Saved entries
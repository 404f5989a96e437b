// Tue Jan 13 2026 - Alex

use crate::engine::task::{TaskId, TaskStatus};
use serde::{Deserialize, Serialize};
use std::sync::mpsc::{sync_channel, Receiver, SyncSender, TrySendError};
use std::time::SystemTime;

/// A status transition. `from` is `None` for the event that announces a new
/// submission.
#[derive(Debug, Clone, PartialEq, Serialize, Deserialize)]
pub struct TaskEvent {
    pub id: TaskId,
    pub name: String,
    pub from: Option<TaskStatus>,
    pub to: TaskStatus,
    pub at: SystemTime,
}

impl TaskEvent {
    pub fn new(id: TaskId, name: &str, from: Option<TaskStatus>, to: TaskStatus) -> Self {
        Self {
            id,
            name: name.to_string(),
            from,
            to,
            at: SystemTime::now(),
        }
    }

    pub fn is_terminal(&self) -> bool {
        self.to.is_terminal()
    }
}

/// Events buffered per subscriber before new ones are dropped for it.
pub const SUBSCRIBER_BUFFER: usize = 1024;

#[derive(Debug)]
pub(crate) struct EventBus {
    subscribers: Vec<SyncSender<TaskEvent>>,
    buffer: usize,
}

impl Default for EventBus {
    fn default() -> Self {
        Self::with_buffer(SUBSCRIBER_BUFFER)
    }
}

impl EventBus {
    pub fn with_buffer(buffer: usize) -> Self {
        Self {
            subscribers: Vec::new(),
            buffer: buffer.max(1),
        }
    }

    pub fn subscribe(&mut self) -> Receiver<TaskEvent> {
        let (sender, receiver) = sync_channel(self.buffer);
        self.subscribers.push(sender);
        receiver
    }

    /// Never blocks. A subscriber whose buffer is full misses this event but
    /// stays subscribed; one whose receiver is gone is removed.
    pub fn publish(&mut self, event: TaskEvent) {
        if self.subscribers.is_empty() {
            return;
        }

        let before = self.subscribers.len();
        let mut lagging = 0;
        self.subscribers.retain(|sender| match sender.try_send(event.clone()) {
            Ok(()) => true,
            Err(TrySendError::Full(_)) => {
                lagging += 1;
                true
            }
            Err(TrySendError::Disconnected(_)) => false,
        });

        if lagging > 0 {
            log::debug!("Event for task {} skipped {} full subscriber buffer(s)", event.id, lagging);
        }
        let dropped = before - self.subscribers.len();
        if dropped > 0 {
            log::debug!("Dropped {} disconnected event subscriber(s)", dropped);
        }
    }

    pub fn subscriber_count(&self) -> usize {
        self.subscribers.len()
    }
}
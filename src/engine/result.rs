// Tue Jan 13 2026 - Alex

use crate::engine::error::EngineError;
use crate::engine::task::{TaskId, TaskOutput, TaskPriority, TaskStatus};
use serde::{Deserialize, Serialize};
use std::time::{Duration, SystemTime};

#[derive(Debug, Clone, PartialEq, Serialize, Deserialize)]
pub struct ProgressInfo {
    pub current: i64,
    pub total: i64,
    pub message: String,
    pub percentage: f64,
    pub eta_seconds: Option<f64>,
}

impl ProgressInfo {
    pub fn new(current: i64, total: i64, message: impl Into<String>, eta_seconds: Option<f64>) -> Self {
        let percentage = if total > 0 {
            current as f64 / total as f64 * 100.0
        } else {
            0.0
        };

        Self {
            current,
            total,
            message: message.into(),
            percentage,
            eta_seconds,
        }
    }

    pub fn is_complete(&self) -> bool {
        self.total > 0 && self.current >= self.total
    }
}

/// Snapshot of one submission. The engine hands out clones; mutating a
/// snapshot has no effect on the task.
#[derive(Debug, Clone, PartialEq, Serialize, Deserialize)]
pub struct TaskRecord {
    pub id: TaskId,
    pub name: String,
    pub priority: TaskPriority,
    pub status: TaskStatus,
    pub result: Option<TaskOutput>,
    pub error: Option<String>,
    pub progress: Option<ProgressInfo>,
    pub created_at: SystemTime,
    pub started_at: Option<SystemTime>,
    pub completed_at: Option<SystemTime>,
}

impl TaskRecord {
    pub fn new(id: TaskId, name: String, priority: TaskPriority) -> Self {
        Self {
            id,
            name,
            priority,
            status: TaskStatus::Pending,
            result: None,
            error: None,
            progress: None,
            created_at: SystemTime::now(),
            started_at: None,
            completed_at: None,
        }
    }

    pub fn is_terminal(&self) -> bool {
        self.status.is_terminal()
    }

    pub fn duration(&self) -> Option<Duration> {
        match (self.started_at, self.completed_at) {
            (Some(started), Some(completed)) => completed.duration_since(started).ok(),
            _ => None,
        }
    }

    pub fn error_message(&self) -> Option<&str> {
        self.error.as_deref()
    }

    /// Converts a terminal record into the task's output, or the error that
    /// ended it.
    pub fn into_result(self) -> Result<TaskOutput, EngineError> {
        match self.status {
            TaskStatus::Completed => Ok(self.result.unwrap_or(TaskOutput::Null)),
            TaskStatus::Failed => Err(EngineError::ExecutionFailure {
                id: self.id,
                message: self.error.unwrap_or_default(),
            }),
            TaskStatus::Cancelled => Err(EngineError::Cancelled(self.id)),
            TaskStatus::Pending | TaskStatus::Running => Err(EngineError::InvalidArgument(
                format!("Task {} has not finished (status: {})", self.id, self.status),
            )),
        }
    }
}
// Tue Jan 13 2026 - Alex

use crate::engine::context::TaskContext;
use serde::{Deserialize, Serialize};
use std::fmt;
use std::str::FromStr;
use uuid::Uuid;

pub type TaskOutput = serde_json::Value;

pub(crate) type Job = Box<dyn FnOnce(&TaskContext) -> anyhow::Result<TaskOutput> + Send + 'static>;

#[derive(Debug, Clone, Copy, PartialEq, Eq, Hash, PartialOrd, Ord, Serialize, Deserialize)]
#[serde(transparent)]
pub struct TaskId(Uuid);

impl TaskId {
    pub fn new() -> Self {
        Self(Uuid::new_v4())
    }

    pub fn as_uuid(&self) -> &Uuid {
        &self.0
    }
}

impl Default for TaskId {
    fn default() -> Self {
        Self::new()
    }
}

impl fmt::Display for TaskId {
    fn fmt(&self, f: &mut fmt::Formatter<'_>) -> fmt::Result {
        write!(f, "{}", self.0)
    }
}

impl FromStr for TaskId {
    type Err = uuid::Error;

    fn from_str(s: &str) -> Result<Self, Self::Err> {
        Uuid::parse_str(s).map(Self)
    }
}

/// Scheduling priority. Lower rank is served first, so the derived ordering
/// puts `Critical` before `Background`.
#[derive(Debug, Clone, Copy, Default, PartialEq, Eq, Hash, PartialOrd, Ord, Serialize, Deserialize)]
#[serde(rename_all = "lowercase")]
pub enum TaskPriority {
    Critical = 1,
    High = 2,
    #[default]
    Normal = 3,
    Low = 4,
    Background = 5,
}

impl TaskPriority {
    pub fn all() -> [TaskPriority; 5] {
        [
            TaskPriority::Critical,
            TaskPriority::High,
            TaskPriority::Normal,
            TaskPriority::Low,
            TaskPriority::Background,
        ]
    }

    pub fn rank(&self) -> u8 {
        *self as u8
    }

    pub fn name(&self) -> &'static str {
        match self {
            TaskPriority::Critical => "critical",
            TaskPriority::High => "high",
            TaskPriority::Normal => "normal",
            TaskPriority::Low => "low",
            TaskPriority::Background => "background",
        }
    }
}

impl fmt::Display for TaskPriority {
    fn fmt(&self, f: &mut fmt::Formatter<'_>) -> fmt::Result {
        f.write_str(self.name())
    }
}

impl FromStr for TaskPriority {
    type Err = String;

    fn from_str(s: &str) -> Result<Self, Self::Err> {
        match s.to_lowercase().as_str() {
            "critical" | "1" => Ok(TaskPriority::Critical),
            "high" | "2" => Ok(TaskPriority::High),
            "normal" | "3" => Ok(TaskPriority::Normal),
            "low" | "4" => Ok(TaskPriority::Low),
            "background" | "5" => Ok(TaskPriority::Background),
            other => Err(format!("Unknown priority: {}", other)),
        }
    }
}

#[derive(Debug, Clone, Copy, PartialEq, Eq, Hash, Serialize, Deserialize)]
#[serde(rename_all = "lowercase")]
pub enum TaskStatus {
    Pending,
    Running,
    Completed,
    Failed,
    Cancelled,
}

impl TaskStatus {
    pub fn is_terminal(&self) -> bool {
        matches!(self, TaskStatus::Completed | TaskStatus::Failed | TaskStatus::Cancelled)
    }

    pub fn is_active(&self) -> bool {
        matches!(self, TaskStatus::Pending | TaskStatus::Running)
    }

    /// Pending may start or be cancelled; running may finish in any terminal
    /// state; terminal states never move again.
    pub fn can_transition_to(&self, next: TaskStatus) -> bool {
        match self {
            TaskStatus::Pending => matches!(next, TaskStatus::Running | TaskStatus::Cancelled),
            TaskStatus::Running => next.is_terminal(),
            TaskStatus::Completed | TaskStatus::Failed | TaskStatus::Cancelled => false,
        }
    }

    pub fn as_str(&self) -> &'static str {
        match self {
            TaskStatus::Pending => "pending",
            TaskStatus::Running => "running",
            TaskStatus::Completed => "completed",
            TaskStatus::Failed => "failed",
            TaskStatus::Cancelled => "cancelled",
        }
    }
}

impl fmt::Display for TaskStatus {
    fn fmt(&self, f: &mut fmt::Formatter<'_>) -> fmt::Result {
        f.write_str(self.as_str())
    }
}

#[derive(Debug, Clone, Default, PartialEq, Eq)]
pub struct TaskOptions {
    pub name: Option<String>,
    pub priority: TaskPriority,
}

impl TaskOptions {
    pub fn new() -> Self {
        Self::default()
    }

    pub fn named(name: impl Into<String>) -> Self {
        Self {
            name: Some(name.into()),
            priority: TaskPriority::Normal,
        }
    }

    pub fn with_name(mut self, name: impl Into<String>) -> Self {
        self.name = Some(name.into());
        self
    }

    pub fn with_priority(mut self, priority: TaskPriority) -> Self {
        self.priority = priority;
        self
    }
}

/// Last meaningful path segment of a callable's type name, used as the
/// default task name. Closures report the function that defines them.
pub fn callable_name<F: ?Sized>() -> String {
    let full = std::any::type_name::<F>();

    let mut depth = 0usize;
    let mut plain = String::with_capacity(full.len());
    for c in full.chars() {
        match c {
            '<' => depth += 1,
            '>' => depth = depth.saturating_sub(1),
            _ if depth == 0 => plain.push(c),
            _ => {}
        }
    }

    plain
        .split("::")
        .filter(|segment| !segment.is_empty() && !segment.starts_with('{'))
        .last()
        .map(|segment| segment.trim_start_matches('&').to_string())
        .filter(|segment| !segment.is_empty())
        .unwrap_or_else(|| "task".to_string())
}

Exercise
Look for the word "push". Copy out every line of the data that has it.

Expected answer
        self.subscribers.push(sender);
            _ if depth == 0 => plain.push(c),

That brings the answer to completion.